Exercise: Lines from the entries below that hold "clone" form the answer; copy all of them.

Recorded information:
────────────────────

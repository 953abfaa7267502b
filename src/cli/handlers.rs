use indicatif::{ProgressBar, ProgressStyle};
use std::sync::Arc;

use crate::cli::browse::BrowseRepl;
use crate::cli::commands::*;
use crate::cli::output::{OutputFormat, FORMATTER};
use crate::core::aggregator::Aggregator;
use crate::core::catalog;
use crate::core::constants::relay::LOCAL_ACTOR;
use crate::core::filter::{self, VersionFilters};
use crate::core::model::{SearchQuery, SourceKind, TransferRequest, UnifiedVersion};
use crate::infrastructure::config::Config;
use crate::infrastructure::remote::build_adapters;
use crate::relay::{server, Actor, StoredArtifact, TransferRelay};

/// 命令处理器
pub struct CommandHandler {
    config: Config,
    aggregator: Arc<Aggregator>,
}

impl CommandHandler {
    /// 创建新的命令处理器
    pub fn new(config: Config) -> Result<Self, String> {
        let adapters = build_adapters(&config).map_err(|e| format!("无法创建 HTTP 客户端: {e}"))?;
        Ok(Self {
            config,
            aggregator: Arc::new(Aggregator::with_adapters(adapters)),
        })
    }

    /// 处理命令
    pub async fn handle_command(&mut self, command: Commands) -> Result<(), String> {
        match command {
            Commands::Search {
                query,
                source,
                category,
                loader,
                sort,
                page,
                json,
            } => {
                let query = SearchQuery {
                    free_text: query,
                    category,
                    loader,
                    sort,
                    source,
                    page: page.saturating_sub(1),
                };
                self.handle_search(query, OutputFormat::from_flag(json)).await
            }
            Commands::Versions {
                target,
                filters,
                json,
            } => {
                self.handle_versions(target, filters.into(), OutputFormat::from_flag(json))
                    .await
            }
            Commands::Install {
                target,
                destination,
                version_id,
                filters,
                json,
            } => {
                self.handle_install(
                    target,
                    &destination,
                    version_id.as_deref(),
                    filters.into(),
                    OutputFormat::from_flag(json),
                )
                .await
            }
            Commands::Browse { source } => {
                BrowseRepl::new(Arc::clone(&self.aggregator), self.config.clone(), source)
                    .run()
                    .await
            }
            Commands::Serve { bind } => {
                let mut config = self.config.clone();
                if let Some(bind) = bind {
                    config.relay.bind = bind;
                }
                server::serve(config).await.map_err(String::from)
            }
            Commands::Sources { json } => {
                let output =
                    FORMATTER.format_sources(&self.aggregator.sources(), OutputFormat::from_flag(json))?;
                print!("{output}");
                Ok(())
            }
        }
    }

    async fn handle_search(&self, query: SearchQuery, format: OutputFormat) -> Result<(), String> {
        if format == OutputFormat::Text {
            print_query_hints(&query);
        }

        let page = self
            .aggregator
            .query(&query)
            .await
            .map_err(|e| format!("{e}，请稍后重试"))?;
        print!("{}", FORMATTER.format_search_page(&page, format)?);
        Ok(())
    }

    async fn load_versions(&self, target: &PluginTarget) -> Result<Vec<UnifiedVersion>, String> {
        self.aggregator
            .list_versions(target.source, &target.id)
            .await
            .map_err(|e| format!("没有找到版本: {e}"))
    }

    async fn handle_versions(
        &self,
        target: PluginTarget,
        filters: VersionFilters,
        format: OutputFormat,
    ) -> Result<(), String> {
        let versions = self.load_versions(&target).await?;
        let visible = filter::apply(&versions, &filters);

        if format == OutputFormat::Text && !versions.is_empty() {
            let game_versions = filter::available_game_versions(&versions);
            if !game_versions.is_empty() {
                println!("🎮 可选游戏版本: {}", game_versions.join(", "));
            }
            let loaders = filter::available_loaders(&versions);
            if !loaders.is_empty() {
                println!("🧩 可选加载器: {}", loaders.join(", "));
            }
        }

        print!("{}", FORMATTER.format_versions(&visible, versions.len(), format)?);
        Ok(())
    }

    async fn handle_install(
        &self,
        target: PluginTarget,
        destination: &str,
        version_id: Option<&str>,
        filters: VersionFilters,
        format: OutputFormat,
    ) -> Result<(), String> {
        let versions = self.load_versions(&target).await?;
        let version = match version_id {
            Some(id) => versions
                .iter()
                .find(|v| v.id == id)
                .ok_or_else(|| format!("版本 '{id}' 不存在"))?,
            None => versions
                .iter()
                .find(|v| filters.matches(v))
                .ok_or_else(|| "没有符合条件的版本".to_string())?,
        };

        let request = TransferRequest::from_version(version, destination)
            .ok_or_else(|| format!("版本 '{}' 没有可下载的文件", version.id))?;

        if format == OutputFormat::Text {
            println!("📥 下发 {} ({}) → {destination}", version.display_name, request.target_filename);
        }

        let stored = install(&self.config, &request, format == OutputFormat::Text).await?;
        print!("{}", FORMATTER.format_stored(&stored, format)?);
        Ok(())
    }
}

/// 以本地操作者身份执行一次下发
pub(crate) async fn install(
    config: &Config,
    request: &TransferRequest,
    show_progress: bool,
) -> Result<StoredArtifact, String> {
    let relay = TransferRelay::from_config(config).map_err(String::from)?;
    let actor = Actor::new(LOCAL_ACTOR);

    let pb = if show_progress {
        create_progress_bar()
    } else {
        ProgressBar::hidden()
    };
    let outcome = relay
        .relay_with_progress(request, &actor, |downloaded, total| {
            if total > 0 {
                pb.set_length(total);
            }
            pb.set_position(downloaded);
        })
        .await;
    pb.finish_and_clear();

    outcome.map_err(|failure| failure.to_string())
}

fn create_progress_bar() -> ProgressBar {
    let pb = ProgressBar::new(0);
    let style = ProgressStyle::default_bar()
        .template("{spinner:.green} [{elapsed_precise}] [{wide_bar:.cyan/blue}] {bytes}/{total_bytes} ({eta}) {percent}%")
        .map(|style| style.progress_chars("#>-"))
        .unwrap_or_else(|_| ProgressStyle::default_bar());
    pb.set_style(style);
    pb
}

/// 对上游不支持或不认识的条件给出提示，条件本身仍原样发送
fn print_query_hints(query: &SearchQuery) {
    if let Some(category) = query.category() {
        if !catalog::is_known_category(query.source, category) {
            eprintln!("⚠️  {} 的分类中没有 '{category}'，请用 `plugnav sources` 查看", query.source);
        }
    }
    if query.loader().is_some() && !catalog::supports_loader_filter(query.source) {
        eprintln!("⚠️  {} 不支持按加载器搜索，已忽略", query.source);
    }
    if query.source == SourceKind::Spiget && query.text().is_some() && query.category().is_some() {
        eprintln!("⚠️  {} 关键词搜索时不支持分类，已忽略", query.source);
    }
}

────────────────────

Result of the exercise:
                BrowseRepl::new(Arc::clone(&self.aggregator), self.config.clone(), source)
                let mut config = self.config.clone();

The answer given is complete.